┌─ Material for the task

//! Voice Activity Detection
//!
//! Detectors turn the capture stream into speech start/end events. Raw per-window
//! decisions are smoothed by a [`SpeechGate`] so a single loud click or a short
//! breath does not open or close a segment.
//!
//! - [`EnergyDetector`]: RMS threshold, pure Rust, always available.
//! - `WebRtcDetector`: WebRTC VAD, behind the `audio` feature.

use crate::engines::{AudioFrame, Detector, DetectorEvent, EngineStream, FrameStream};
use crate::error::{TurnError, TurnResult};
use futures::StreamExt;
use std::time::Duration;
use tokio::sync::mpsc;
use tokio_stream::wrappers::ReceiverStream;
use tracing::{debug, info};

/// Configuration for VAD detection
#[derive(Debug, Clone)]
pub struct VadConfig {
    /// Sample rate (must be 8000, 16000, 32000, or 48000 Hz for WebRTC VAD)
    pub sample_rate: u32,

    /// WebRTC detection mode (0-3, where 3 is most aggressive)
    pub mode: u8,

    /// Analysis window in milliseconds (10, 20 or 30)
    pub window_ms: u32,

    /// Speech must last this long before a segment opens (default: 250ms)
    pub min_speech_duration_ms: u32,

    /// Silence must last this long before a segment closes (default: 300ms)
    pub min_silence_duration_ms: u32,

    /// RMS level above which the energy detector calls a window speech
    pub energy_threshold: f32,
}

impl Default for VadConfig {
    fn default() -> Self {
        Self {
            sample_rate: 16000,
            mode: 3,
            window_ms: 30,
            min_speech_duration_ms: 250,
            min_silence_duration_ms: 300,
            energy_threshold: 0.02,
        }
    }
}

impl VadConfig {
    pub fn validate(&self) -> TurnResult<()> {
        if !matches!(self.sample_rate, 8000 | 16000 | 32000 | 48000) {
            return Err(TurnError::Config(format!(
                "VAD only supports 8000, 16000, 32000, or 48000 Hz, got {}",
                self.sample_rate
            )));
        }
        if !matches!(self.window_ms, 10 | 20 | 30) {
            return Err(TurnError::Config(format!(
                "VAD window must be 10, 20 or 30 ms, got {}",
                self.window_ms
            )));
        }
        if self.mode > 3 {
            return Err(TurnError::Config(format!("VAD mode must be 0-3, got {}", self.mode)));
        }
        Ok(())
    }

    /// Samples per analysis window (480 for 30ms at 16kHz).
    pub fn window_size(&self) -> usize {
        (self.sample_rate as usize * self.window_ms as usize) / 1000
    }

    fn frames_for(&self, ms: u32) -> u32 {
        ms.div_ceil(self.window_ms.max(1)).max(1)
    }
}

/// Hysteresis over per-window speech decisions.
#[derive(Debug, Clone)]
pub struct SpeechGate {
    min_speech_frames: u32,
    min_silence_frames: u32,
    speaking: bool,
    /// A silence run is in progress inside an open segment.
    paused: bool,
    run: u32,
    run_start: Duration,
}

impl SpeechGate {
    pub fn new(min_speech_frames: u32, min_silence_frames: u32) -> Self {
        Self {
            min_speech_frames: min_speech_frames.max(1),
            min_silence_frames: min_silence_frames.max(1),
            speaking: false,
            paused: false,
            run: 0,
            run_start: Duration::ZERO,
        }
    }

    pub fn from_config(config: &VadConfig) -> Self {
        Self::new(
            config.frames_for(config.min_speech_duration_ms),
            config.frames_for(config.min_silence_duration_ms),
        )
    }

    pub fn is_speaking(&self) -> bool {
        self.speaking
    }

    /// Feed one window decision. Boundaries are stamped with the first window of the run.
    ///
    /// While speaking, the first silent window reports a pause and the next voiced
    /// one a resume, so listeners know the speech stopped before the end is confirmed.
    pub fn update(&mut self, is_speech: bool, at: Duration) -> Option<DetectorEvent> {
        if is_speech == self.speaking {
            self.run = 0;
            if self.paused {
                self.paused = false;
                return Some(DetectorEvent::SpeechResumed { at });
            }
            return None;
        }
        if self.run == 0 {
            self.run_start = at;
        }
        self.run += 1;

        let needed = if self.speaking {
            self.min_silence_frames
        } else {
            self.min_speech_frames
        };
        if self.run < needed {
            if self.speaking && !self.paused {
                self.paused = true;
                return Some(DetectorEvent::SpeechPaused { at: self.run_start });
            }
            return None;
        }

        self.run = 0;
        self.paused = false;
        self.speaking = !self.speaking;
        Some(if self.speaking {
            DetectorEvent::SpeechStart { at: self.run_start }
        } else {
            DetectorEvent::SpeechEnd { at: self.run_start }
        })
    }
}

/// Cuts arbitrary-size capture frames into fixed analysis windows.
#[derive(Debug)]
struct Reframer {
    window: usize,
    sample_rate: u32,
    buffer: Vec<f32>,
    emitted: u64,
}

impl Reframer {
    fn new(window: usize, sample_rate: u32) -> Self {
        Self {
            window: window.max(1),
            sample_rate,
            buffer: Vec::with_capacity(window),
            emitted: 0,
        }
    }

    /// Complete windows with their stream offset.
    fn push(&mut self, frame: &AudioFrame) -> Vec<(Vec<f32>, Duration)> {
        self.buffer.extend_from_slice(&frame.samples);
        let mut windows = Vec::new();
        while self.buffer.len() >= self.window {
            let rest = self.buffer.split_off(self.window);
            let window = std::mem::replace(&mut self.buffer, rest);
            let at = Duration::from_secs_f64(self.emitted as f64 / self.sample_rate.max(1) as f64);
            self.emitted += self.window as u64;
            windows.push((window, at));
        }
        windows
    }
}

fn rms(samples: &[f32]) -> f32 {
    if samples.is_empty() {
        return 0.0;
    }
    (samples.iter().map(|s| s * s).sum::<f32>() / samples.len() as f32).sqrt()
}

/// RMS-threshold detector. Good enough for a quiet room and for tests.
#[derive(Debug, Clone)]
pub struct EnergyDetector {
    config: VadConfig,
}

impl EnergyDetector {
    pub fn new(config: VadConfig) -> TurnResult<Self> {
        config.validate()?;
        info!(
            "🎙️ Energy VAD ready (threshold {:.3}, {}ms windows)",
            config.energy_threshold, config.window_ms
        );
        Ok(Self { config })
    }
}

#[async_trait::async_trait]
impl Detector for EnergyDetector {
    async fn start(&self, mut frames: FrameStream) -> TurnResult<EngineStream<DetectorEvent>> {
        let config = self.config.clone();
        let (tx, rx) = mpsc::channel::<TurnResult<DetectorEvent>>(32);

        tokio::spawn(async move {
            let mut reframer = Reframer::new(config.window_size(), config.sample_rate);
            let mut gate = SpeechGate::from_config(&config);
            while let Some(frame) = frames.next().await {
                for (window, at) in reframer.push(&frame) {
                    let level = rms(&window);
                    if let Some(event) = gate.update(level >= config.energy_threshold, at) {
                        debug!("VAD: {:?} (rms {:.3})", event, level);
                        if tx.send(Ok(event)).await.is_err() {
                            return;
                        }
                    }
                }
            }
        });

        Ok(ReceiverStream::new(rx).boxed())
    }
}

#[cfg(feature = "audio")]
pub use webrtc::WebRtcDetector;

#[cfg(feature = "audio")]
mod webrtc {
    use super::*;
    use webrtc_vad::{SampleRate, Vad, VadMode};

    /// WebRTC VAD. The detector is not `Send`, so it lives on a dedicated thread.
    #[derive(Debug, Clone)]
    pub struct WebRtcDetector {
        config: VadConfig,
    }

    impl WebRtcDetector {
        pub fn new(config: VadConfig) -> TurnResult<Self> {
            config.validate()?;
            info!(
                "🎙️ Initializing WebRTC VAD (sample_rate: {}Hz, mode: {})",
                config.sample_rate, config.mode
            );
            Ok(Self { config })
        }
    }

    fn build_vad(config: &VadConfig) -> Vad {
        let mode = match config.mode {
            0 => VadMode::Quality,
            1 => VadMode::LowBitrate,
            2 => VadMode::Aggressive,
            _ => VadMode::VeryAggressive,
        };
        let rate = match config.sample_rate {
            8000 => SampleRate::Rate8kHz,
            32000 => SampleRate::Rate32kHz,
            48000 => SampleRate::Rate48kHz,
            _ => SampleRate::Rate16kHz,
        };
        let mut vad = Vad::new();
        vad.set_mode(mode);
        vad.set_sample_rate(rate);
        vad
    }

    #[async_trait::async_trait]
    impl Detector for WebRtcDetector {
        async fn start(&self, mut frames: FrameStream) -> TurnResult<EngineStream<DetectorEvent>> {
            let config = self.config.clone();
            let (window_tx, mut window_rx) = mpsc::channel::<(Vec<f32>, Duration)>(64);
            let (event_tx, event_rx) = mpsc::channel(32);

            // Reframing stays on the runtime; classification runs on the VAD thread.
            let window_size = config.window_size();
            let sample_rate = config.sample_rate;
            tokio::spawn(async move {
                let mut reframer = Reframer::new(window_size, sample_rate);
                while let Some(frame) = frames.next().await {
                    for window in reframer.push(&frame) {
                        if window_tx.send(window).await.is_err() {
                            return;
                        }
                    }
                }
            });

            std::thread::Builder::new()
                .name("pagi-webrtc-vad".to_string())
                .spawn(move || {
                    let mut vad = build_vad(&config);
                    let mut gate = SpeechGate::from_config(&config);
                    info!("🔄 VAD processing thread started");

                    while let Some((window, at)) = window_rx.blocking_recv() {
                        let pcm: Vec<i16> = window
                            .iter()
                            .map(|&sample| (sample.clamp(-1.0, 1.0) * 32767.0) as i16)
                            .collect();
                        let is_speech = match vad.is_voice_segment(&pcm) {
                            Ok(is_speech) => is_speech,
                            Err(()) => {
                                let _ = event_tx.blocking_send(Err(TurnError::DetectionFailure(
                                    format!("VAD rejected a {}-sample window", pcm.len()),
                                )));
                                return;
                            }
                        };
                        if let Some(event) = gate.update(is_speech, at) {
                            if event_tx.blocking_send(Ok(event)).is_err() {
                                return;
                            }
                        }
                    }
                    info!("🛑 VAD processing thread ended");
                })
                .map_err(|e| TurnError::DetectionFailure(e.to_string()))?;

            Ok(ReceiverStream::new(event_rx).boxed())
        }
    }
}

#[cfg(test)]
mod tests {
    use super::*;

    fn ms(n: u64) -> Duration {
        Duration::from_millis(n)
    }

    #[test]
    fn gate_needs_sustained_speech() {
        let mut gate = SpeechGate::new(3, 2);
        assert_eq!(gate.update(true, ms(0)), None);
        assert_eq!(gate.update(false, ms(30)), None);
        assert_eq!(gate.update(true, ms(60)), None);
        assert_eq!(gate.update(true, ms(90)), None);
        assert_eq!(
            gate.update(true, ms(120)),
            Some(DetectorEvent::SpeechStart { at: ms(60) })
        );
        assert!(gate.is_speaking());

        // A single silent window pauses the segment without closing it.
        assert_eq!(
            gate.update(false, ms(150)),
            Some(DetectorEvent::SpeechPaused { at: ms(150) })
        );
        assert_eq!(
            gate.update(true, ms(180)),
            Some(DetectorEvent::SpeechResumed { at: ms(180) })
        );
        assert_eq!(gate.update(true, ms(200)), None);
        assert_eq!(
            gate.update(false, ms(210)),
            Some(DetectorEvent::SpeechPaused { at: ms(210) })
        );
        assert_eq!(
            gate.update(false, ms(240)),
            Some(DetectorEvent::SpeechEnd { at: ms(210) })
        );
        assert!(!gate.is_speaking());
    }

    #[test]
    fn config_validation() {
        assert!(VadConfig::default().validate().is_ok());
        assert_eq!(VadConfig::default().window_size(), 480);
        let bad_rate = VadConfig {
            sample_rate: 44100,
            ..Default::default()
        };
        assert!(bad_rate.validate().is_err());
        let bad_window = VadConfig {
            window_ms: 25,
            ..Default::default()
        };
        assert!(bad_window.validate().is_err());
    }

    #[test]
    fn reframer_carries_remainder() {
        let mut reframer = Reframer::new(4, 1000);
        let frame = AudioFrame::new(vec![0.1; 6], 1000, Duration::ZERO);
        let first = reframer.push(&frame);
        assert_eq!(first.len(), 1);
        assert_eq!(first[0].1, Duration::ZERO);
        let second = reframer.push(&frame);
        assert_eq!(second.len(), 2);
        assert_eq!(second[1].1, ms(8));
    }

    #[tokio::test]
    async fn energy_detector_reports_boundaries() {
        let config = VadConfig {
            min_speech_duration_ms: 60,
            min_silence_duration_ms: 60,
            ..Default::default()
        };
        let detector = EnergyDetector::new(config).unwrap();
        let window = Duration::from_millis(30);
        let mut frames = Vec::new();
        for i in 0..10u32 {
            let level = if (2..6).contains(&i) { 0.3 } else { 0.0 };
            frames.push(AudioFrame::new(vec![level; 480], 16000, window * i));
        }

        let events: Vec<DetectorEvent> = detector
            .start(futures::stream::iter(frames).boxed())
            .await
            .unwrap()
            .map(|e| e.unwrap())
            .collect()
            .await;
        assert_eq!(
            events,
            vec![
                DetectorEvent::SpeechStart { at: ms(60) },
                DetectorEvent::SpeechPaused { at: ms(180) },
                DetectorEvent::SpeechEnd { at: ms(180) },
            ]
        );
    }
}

└─
┌─ Material for the task

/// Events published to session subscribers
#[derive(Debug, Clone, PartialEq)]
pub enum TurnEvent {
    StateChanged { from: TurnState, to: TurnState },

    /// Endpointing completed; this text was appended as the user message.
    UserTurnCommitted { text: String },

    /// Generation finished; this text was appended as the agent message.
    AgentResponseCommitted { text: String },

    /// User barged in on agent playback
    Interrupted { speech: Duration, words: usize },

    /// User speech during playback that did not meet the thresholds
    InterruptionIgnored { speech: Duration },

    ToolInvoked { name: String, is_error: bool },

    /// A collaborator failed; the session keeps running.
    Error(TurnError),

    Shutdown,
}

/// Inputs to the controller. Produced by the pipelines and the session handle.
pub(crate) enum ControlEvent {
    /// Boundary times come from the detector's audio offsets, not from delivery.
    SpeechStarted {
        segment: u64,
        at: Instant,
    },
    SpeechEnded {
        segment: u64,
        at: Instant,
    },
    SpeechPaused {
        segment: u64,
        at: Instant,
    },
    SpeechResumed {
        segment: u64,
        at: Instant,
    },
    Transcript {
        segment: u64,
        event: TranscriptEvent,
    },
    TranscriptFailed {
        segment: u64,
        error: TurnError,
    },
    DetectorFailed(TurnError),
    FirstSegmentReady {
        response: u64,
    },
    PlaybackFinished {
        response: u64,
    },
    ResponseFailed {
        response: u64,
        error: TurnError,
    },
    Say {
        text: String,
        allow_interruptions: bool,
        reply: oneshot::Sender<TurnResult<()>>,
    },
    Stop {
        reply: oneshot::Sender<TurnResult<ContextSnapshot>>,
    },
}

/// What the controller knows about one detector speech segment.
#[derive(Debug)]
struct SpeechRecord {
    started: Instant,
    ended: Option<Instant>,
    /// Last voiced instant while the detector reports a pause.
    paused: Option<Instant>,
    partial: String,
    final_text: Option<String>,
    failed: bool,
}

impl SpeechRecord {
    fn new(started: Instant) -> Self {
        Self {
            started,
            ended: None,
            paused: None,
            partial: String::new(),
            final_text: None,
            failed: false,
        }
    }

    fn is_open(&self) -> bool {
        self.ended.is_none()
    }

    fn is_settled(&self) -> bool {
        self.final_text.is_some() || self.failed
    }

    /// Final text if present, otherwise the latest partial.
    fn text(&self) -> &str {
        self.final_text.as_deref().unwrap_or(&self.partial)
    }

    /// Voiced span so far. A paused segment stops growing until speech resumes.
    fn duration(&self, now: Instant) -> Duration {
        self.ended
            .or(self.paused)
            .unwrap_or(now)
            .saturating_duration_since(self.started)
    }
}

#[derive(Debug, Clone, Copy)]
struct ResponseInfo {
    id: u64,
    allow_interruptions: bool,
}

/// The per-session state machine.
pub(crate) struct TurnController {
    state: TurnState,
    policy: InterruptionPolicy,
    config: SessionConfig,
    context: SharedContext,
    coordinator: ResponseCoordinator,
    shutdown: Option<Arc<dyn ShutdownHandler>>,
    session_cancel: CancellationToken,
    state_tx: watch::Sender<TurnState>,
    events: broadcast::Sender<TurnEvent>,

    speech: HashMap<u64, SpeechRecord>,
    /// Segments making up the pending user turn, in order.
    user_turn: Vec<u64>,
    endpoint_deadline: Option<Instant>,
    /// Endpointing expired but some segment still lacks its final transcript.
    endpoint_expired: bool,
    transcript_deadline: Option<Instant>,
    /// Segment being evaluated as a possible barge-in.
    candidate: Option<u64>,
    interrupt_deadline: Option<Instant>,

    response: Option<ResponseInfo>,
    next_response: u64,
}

└─

— Problem description —
Search the records line by line for the word "DetectionFailure" and copy every line where it appears.

— Result of this task —
                                let _ = event_tx.blocking_send(Err(TurnError::DetectionFailure(
                .map_err(|e| TurnError::DetectionFailure(e.to_string()))?;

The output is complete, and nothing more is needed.